> Work to be completed: Please return every line below that contains the string "memory".

--- Record extracts Enclosed Below ---

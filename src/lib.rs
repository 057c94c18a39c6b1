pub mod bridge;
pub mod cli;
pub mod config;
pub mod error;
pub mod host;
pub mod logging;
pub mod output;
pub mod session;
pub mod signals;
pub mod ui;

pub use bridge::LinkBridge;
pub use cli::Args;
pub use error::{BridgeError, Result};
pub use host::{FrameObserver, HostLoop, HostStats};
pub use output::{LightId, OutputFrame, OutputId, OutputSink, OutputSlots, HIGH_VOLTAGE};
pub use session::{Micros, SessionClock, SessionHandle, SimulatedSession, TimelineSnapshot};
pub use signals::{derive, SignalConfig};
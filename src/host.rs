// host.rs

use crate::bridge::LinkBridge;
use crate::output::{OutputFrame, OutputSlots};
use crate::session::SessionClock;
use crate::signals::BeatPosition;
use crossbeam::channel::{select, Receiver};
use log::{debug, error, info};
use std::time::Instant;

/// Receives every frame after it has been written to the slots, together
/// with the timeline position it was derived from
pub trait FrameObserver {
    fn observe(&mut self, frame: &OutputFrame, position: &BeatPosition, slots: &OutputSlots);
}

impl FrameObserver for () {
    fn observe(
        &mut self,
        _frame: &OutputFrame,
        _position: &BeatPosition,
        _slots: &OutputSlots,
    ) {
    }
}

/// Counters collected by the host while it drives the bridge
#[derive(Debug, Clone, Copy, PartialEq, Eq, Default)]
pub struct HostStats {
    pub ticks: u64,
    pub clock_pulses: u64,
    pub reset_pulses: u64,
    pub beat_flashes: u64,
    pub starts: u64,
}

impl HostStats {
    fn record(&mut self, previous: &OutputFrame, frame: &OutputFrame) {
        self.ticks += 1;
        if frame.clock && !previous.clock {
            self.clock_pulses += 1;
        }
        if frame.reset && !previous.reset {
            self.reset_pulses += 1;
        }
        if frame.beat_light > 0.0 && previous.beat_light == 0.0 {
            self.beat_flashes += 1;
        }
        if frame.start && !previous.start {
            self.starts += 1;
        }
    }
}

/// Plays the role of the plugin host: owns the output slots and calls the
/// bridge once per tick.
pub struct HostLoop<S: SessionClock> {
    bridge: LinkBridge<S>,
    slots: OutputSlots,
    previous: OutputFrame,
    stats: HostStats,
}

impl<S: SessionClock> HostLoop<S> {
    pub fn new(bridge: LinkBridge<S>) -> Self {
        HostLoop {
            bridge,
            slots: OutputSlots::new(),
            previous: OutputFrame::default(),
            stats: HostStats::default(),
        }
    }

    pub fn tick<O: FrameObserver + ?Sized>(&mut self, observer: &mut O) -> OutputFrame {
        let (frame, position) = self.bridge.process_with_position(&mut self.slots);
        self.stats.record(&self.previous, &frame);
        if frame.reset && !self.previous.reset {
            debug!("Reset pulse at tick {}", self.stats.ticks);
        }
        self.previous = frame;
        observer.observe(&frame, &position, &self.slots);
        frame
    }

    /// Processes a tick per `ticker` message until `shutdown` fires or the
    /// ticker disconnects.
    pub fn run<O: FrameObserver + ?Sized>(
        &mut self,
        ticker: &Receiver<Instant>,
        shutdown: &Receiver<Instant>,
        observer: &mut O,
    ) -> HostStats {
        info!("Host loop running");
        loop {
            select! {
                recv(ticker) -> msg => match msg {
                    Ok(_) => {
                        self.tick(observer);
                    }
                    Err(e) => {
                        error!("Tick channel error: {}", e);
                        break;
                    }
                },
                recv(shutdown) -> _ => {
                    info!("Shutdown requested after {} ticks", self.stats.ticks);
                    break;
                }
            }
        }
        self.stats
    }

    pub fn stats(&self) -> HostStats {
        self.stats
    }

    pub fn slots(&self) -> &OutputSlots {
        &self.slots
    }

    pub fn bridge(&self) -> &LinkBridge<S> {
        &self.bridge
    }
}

--- End of Enclosed Record extracts ---
--- Record extracts Enclosed Below ---

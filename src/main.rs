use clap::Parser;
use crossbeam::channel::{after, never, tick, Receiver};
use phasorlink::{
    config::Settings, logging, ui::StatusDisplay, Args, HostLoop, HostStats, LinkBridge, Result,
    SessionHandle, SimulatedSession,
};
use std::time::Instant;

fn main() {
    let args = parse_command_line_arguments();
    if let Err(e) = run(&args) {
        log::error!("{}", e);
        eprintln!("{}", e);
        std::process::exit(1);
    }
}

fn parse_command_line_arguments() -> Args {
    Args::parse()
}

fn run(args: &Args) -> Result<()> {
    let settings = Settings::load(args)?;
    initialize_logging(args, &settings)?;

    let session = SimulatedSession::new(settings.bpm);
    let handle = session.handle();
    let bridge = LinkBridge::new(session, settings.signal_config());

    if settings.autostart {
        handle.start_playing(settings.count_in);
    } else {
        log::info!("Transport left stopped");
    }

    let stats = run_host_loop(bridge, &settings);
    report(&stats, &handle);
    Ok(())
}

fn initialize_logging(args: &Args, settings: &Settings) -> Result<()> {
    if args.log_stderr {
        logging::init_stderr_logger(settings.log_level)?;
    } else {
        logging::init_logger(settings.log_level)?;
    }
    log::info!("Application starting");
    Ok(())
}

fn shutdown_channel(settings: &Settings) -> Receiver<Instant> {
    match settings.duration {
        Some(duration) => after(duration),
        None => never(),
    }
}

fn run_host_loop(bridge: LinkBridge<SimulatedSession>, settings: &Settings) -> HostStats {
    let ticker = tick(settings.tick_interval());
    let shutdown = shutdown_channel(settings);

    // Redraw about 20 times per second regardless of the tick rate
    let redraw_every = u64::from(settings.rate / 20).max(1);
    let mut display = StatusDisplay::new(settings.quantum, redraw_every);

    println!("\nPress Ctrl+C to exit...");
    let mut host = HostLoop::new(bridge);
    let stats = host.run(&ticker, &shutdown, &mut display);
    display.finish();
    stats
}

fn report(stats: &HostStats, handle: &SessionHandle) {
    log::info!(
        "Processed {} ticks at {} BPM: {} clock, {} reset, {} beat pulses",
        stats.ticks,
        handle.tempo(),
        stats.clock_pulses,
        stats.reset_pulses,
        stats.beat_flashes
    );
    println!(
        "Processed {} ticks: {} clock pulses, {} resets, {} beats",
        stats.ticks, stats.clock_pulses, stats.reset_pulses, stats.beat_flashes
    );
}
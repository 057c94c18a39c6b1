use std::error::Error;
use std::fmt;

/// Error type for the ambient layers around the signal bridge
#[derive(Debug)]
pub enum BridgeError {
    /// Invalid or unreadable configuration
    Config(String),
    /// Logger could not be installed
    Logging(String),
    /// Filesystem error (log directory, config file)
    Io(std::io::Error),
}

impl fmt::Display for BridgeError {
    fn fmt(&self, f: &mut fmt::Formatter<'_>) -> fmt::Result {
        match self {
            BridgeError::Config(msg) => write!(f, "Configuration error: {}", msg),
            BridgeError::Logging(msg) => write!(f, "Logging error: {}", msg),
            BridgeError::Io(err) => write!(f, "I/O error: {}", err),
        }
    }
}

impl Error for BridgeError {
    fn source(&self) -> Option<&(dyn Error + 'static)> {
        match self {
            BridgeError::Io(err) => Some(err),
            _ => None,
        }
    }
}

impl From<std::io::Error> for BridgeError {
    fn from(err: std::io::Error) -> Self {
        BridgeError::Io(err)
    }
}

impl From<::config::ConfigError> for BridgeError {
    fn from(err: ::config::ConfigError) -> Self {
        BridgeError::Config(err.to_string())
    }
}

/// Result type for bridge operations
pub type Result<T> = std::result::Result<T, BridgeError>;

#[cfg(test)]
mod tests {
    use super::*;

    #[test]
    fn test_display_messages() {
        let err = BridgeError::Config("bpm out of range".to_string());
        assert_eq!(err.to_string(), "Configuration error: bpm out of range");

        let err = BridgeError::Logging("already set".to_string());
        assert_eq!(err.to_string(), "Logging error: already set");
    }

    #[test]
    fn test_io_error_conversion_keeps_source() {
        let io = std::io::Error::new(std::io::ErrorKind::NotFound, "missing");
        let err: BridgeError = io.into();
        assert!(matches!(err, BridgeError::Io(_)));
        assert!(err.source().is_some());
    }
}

--- End of Enclosed Record extracts ---
--- Record extracts Enclosed Below ---

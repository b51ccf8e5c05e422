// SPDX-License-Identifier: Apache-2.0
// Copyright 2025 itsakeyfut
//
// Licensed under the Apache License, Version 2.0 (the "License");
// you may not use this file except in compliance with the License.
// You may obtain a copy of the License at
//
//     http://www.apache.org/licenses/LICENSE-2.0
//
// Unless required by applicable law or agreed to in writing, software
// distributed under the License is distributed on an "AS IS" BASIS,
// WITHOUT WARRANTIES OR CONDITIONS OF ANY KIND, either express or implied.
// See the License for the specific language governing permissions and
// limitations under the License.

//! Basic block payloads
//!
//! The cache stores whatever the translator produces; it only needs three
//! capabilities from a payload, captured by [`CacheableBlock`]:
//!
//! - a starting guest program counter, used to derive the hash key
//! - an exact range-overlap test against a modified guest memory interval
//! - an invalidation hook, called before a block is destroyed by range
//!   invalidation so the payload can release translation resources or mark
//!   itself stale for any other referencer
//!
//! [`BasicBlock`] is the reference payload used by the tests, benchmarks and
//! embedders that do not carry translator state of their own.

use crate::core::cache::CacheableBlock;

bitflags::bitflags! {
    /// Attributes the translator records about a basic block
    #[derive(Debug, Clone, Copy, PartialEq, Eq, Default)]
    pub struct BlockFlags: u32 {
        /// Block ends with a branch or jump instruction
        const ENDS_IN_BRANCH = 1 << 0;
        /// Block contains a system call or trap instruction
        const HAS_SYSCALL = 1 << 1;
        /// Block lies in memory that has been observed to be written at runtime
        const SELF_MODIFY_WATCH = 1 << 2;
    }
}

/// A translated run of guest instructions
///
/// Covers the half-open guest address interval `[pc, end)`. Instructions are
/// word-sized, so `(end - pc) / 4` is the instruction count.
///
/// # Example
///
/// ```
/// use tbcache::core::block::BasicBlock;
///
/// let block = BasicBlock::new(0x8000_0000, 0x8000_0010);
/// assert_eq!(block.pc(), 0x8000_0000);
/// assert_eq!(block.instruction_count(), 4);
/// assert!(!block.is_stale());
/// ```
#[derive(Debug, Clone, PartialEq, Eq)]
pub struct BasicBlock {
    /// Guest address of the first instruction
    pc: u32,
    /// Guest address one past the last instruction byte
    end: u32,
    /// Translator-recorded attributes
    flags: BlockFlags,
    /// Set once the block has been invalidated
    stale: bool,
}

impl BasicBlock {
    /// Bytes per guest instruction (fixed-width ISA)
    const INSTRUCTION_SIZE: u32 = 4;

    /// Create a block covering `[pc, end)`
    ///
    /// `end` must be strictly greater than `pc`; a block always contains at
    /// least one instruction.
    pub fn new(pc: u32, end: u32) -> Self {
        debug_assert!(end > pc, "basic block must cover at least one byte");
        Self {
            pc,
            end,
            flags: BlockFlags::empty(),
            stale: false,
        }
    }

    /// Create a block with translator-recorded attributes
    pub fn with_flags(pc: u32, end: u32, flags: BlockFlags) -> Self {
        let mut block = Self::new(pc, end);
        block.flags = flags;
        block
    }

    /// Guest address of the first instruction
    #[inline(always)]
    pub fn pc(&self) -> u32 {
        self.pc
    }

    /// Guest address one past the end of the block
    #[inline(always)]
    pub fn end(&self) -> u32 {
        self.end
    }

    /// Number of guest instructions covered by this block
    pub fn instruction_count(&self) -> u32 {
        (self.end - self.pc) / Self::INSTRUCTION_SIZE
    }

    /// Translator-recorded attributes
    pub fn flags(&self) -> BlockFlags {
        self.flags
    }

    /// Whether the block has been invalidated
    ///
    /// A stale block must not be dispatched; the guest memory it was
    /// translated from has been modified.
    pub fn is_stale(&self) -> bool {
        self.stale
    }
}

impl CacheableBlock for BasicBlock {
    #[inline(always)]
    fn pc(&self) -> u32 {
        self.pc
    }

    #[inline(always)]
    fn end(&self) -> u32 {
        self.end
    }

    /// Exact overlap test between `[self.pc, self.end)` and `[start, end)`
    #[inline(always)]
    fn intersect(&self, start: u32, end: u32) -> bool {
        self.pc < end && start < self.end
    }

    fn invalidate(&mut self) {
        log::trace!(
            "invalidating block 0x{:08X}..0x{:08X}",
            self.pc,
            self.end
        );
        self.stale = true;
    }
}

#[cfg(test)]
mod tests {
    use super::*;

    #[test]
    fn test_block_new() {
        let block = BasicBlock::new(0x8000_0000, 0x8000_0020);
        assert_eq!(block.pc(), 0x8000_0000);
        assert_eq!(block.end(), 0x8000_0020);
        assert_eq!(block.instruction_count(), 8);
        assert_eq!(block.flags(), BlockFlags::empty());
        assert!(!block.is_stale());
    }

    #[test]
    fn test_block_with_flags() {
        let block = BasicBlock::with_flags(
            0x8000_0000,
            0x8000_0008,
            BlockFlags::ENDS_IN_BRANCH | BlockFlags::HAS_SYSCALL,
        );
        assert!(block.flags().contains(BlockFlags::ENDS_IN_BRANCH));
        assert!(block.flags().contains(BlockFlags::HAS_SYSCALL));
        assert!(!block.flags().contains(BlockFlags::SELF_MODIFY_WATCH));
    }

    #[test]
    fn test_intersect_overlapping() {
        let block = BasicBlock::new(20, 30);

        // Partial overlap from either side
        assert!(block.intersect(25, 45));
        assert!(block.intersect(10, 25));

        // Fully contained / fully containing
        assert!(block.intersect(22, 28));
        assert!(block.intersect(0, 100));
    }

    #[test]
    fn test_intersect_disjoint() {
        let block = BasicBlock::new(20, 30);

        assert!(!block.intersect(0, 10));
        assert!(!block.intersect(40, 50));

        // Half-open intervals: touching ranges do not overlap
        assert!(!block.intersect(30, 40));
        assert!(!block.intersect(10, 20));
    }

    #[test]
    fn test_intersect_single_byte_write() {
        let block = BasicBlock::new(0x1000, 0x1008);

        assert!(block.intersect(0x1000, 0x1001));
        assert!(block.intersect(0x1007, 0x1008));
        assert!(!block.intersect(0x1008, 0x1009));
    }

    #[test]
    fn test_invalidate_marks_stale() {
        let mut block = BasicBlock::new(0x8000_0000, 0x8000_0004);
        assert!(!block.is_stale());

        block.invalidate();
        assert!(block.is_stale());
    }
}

--- End of Enclosed Record extracts ---

> Answer box:
//! - an exact range-overlap test against a modified guest memory interval
        /// Block lies in memory that has been observed to be written at runtime
    /// A stale block must not be dispatched; the guest memory it was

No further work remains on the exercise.